▸ ACTIVITY:
Write out every record again, exactly.

▸ Collected data:

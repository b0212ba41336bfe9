//! Command-line interface definitions using clap

use clap::{Parser, Subcommand};

use crate::config::DEFAULT_CONFIG_PATH;

/// GuardLink - password-protected short links
#[derive(Parser, Debug)]
#[command(name = "guardlink")]
#[command(version)]
#[command(about = "A URL shortener with password-protected links", long_about = None)]
pub struct Cli {
    /// Path to the TOML configuration file
    #[arg(long, short = 'c', global = true, default_value = DEFAULT_CONFIG_PATH)]
    pub config: String,

    #[command(subcommand)]
    pub command: Option<Commands>,
}

/// Available commands
#[derive(Subcommand, Debug, PartialEq, Eq)]
pub enum Commands {
    /// Start the HTTP server (default)
    Serve,

    /// Issue a bearer token for a user
    ///
    /// Requires `auth.jwt_secret` to match the running server.
    Token {
        /// User ID placed in the token subject; links are owned by this ID
        user_id: String,

        /// Lifetime in minutes (default: auth.access_token_minutes)
        #[arg(long)]
        minutes: Option<u64>,
    },

    /// Manage configuration
    Config {
        #[command(subcommand)]
        action: ConfigCommands,
    },
}

/// Configuration management commands
#[derive(Subcommand, Debug, PartialEq, Eq)]
pub enum ConfigCommands {
    /// Generate example configuration file
    Generate {
        /// Output path (default: config.example.toml)
        output_path: Option<String>,

        /// Overwrite an existing file
        #[arg(long)]
        force: bool,
    },
}

#[cfg(test)]
mod tests {
    use super::*;

    #[test]
    fn test_no_subcommand_defaults() {
        let cli = Cli::try_parse_from(["guardlink"]).unwrap();
        assert_eq!(cli.config, DEFAULT_CONFIG_PATH);
        assert!(cli.command.is_none());
    }

    #[test]
    fn test_token_command() {
        let cli =
            Cli::try_parse_from(["guardlink", "token", "alice", "--minutes", "30", "-c", "x.toml"])
                .unwrap();
        assert_eq!(cli.config, "x.toml");
        assert_eq!(
            cli.command,
            Some(Commands::Token {
                user_id: "alice".to_string(),
                minutes: Some(30),
            })
        );
    }

    #[test]
    fn test_config_generate_command() {
        let cli = Cli::try_parse_from(["guardlink", "config", "generate", "out.toml"]).unwrap();
        assert_eq!(
            cli.command,
            Some(Commands::Config {
                action: ConfigCommands::Generate {
                    output_path: Some("out.toml".to_string()),
                    force: false,
                },
            })
        );
    }

    #[test]
    fn test_token_requires_user() {
        assert!(Cli::try_parse_from(["guardlink", "token"]).is_err());
    }
}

▸ RESPONSE TO THE EXERCISE:
repository b0212ba41336bfe9
//! Command-line interface definitions using clap

use clap::{Parser, Subcommand};

use crate::config::DEFAULT_CONFIG_PATH;

/// GuardLink - password-protected short links
#[derive(Parser, Debug)]
#[command(name = "guardlink")]
#[command(version)]
#[command(about = "A URL shortener with password-protected links", long_about = None)]
pub struct Cli {
    /// Path to the TOML configuration file
    #[arg(long, short = 'c', global = true, default_value = DEFAULT_CONFIG_PATH)]
    pub config: String,

    #[command(subcommand)]
    pub command: Option<Commands>,
}

/// Available commands
#[derive(Subcommand, Debug, PartialEq, Eq)]
pub enum Commands {
    /// Start the HTTP server (default)
    Serve,

    /// Issue a bearer token for a user
    ///
    /// Requires `auth.jwt_secret` to match the running server.
    Token {
        /// User ID placed in the token subject; links are owned by this ID
        user_id: String,

        /// Lifetime in minutes (default: auth.access_token_minutes)
        #[arg(long)]
        minutes: Option<u64>,
    },

    /// Manage configuration
    Config {
        #[command(subcommand)]
        action: ConfigCommands,
    },
}

/// Configuration management commands
#[derive(Subcommand, Debug, PartialEq, Eq)]
pub enum ConfigCommands {
    /// Generate example configuration file
    Generate {
        /// Output path (default: config.example.toml)
        output_path: Option<String>,

        /// Overwrite an existing file
        #[arg(long)]
        force: bool,
    },
}

#[cfg(test)]
mod tests {
    use super::*;

    #[test]
    fn test_no_subcommand_defaults() {
        let cli = Cli::try_parse_from(["guardlink"]).unwrap();
        assert_eq!(cli.config, DEFAULT_CONFIG_PATH);
        assert!(cli.command.is_none());
    }

    #[test]
    fn test_token_command() {
        let cli =
            Cli::try_parse_from(["guardlink", "token", "alice", "--minutes", "30", "-c", "x.toml"])
                .unwrap();
        assert_eq!(cli.config, "x.toml");
        assert_eq!(
            cli.command,
            Some(Commands::Token {
                user_id: "alice".to_string(),
                minutes: Some(30),
            })
        );
    }

    #[test]
    fn test_config_generate_command() {
        let cli = Cli::try_parse_from(["guardlink", "config", "generate", "out.toml"]).unwrap();
        assert_eq!(
            cli.command,
            Some(Commands::Config {
                action: ConfigCommands::Generate {
                    output_path: Some("out.toml".to_string()),
                    force: false,
                },
            })
        );
    }

    #[test]
    fn test_token_requires_user() {
        assert!(Cli::try_parse_from(["guardlink", "token"]).is_err());
    }
}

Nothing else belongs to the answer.